The ARM Template Tool Kit is a new static code analyser for ARM templates created by Microsoft. It's an open-source PowerShell library that you can use to validate your templates against a series of test cases. These test cases are generic and designed to validate that your templates are following best practice, a little like the PowerShell PSScriptAnalyzer tool. The ARM TTK tests for:
- Templates are using a valid schema
- Locations are not hardcoded
- Outputs don't contain secrets
- ID's are derived from resource ID's
- Templates do not contain blanks
Currently, there are around 21 tests that run against your templates; I'm sure this will grow over time as we build up a library of useful tests. This project is open-source, so if you have tests you think should be added, then this is an excellent opportunity to add them yourself, visit the GitHub repo.
Installing the TTK
Unfortunately, the TTK hasn't yet made it to the PowerShell gallery as a module, so you need to install it manually from GitHub. To make it more difficult, it's also not stored in its own repo but is part of the Azure Quick Start templates repository. Git makes it very difficult to check out a single folder, so you will probably end up checking out the whole repo to get this. The QuickStart repo is quite large, so if you are only checking this out to get hold of the TTK (rather than planning to commit back), you use the git shallow clone command to limit the download.
git clone --depth 1 https://github.com/Azure/azure-quickstart-templates.git
Once you have cloned this, you will find the TTK inside the test\arm-ttk folder.
Running the TTK
There are 3 ways you can run the TTK:
- From the Windows command line using Test-AzTemplate.cmd
- From the Linux Terminal using Test-AzTemplate.sh
- From the PowerShell library
Test-AzTemplate.cmd and .sh are both just wrappers calling the PowerShell library, so we will look at using the PowerShell library directly, as this will provide more options for automating the tests.

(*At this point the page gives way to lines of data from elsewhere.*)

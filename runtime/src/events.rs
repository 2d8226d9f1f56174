// Copyright 2026 Blobtap Contributors
// SPDX-License-Identifier: Apache-2.0

//! Blobtap Event Bus — typed events from every capture component.
//!
//! The EventBus is a `tokio::sync::broadcast` channel that carries
//! [`CaptureEvent`] values. Any consumer (console reporter, status line,
//! tests) can subscribe independently. When no subscribers exist, events
//! are silently dropped.

use blobtap::{DetectionChannel, ResourceKind};
use serde::{Deserialize, Serialize};
use tokio::sync::broadcast;

/// Every event Blobtap emits.
#[derive(Clone, Debug, Serialize, Deserialize)]
#[serde(tag = "type")]
pub enum CaptureEvent {
    // ── Session Events ────────────────────
    /// A capture session attached to a page.
    SessionStarted {
        target: String,
        output_dir: String,
        timestamp: String,
    },
    /// The session shut down.
    SessionStopped { saved: u64, duplicates: u64 },
    /// The browser went away underneath the session.
    HostDisconnected,

    // ── Resource Events ───────────────────
    /// A new resource was written.
    ResourceSaved {
        sequence: u64,
        kind: ResourceKind,
        media_type: String,
        channel: DetectionChannel,
        path: String,
        size_bytes: usize,
        /// Page-side API that produced the resource, when a hook reported it.
        #[serde(default, skip_serializing_if = "Option::is_none")]
        source: Option<String>,
    },
    /// A resource was reported again and skipped.
    DuplicateSkipped {
        kind: ResourceKind,
        channel: DetectionChannel,
    },
    /// A resource could not be decoded, encoded, or written.
    CandidateDropped {
        kind: ResourceKind,
        channel: DetectionChannel,
        reason: String,
    },

    // ── Scan Events ───────────────────────
    /// A full-document scan finished.
    ScanCompleted {
        trigger: String,
        tokens_found: usize,
        elapsed_ms: u64,
    },
    /// A full-document scan threw (e.g. mid-navigation).
    ScanFailed { trigger: String, error: String },
    /// Periodic scanning was switched on or off.
    PeriodicScanToggled { enabled: bool },

    // ── Instrumentation Events ────────────
    /// A page-side wrapper could not be installed.
    HookFailed { hook: String, message: String },
}

/// The central event bus.
pub struct EventBus {
    sender: broadcast::Sender<CaptureEvent>,
}

impl EventBus {
    /// Create a new event bus with the given buffer capacity.
    pub fn new(capacity: usize) -> Self {
        let (sender, _) = broadcast::channel(capacity);
        Self { sender }
    }

    /// Emit an event to all subscribers. Silently ignores if no subscribers.
    pub fn emit(&self, event: CaptureEvent) {
        let _ = self.sender.send(event);
    }

    /// Subscribe to receive all future events.
    pub fn subscribe(&self) -> broadcast::Receiver<CaptureEvent> {
        self.sender.subscribe()
    }
}

impl Default for EventBus {
    fn default() -> Self {
        Self::new(256)
    }
}

/// RFC 3339 timestamp for the current time.
pub fn now_timestamp() -> String {
    chrono::Utc::now().to_rfc3339()
}

#[cfg(test)]
mod tests {
    use super::*;

    #[test]
    fn test_event_serialization() {
        let event = CaptureEvent::ResourceSaved {
            sequence: 3,
            kind: ResourceKind::Audio,
            media_type: "audio/wav".to_string(),
            channel: DetectionChannel::Interception,
            path: "captured/00003.wav".to_string(),
            size_bytes: 48,
            source: Some("decodeAudioData".to_string()),
        };
        let json = serde_json::to_string(&event).unwrap();
        assert!(json.contains("\"type\":\"ResourceSaved\""));
        assert!(json.contains("\"channel\":\"interception\""));
        assert!(json.contains("\"kind\":\"audio\""));
        assert!(json.contains("\"source\":\"decodeAudioData\""));

        let parsed: CaptureEvent = serde_json::from_str(&json).unwrap();
        match parsed {
            CaptureEvent::ResourceSaved {
                sequence, source, ..
            } => {
                assert_eq!(sequence, 3);
                assert_eq!(source.as_deref(), Some("decodeAudioData"));
            }
            _ => panic!("wrong variant"),
        }
    }

    #[test]
    fn test_saved_event_without_source() {
        let json = r#"{"type":"ResourceSaved","sequence":1,"kind":"inline","media_type":"image/png","channel":"rescan","path":"out/00001.png","size_bytes":8}"#;
        match serde_json::from_str::<CaptureEvent>(json).unwrap() {
            CaptureEvent::ResourceSaved { source, .. } => assert!(source.is_none()),
            _ => panic!("wrong variant"),
        }
    }

    #[test]
    fn test_event_bus_emit_no_subscribers() {
        let bus = EventBus::new(16);
        bus.emit(CaptureEvent::HostDisconnected);
    }

    #[test]
    fn test_event_bus_subscribe_receive() {
        let bus = EventBus::new(16);
        let mut rx = bus.subscribe();

        bus.emit(CaptureEvent::PeriodicScanToggled { enabled: false });

        match rx.try_recv().unwrap() {
            CaptureEvent::PeriodicScanToggled { enabled } => assert!(!enabled),
            _ => panic!("wrong event"),
        }
    }
}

Note that if you are planning on running these tests on Linux, you need to have PowerShell core installed.
To run the tests, we first need to import the library, which you can do either from where you checked out the files, or copying the module into your PowerShell modules folder.
import-module <path to ttks module folder>\arm-ttk.psd1
Now the module is imported we can use the “Test-AzTemplate” command to run the test. There is only 1 required parameter, which is the path the template file or folder containing the template file you want to test.
To test a single file called azuredeploy.json, we can run:
Test-AzTemplate <path to template file>\azuredeploy.json
This command runs all of the tests against that file and outputs the results to the console using the standard Pester format.
If you want to run tests against multiple files in a folder, you can pass in the name of a folder. However, there is a limitation here; this command will only run tests against files called “azuredeploy.json” or “maintemplate.json”. If you want to run tests against any Json file in the folder then you could do something like this:
get-childitem <path to folder> *.json | Test-AzTemplate
This command runs tests against all Json files in that folder. If you also have parameter files in the folder, which shouldn't be tested, then we can amend the command to exclude those based on a naming convention. I generally name my parameter files as “tempalteName.parameters.json”, so we can exclude them like this:
get-childitem <path to folder> *.json -exclude *.parameters.json| Test-AzTemplate
The Test-AzTemplate command also has some optional parameters that allow you to specify the specific test cases you wish to run, or to skip specific test cases, to tailor the tests to your needs.
Contributing to the TTK
While this is a Microsoft created project, it is open-source and available on GitHub. If you have tests you think would be useful, ideas for improvements or issues, please do consider contributing or raising an issue on GitHub to help improve this tool. Hopefully, we can make this the source for validating ARM Template best practice.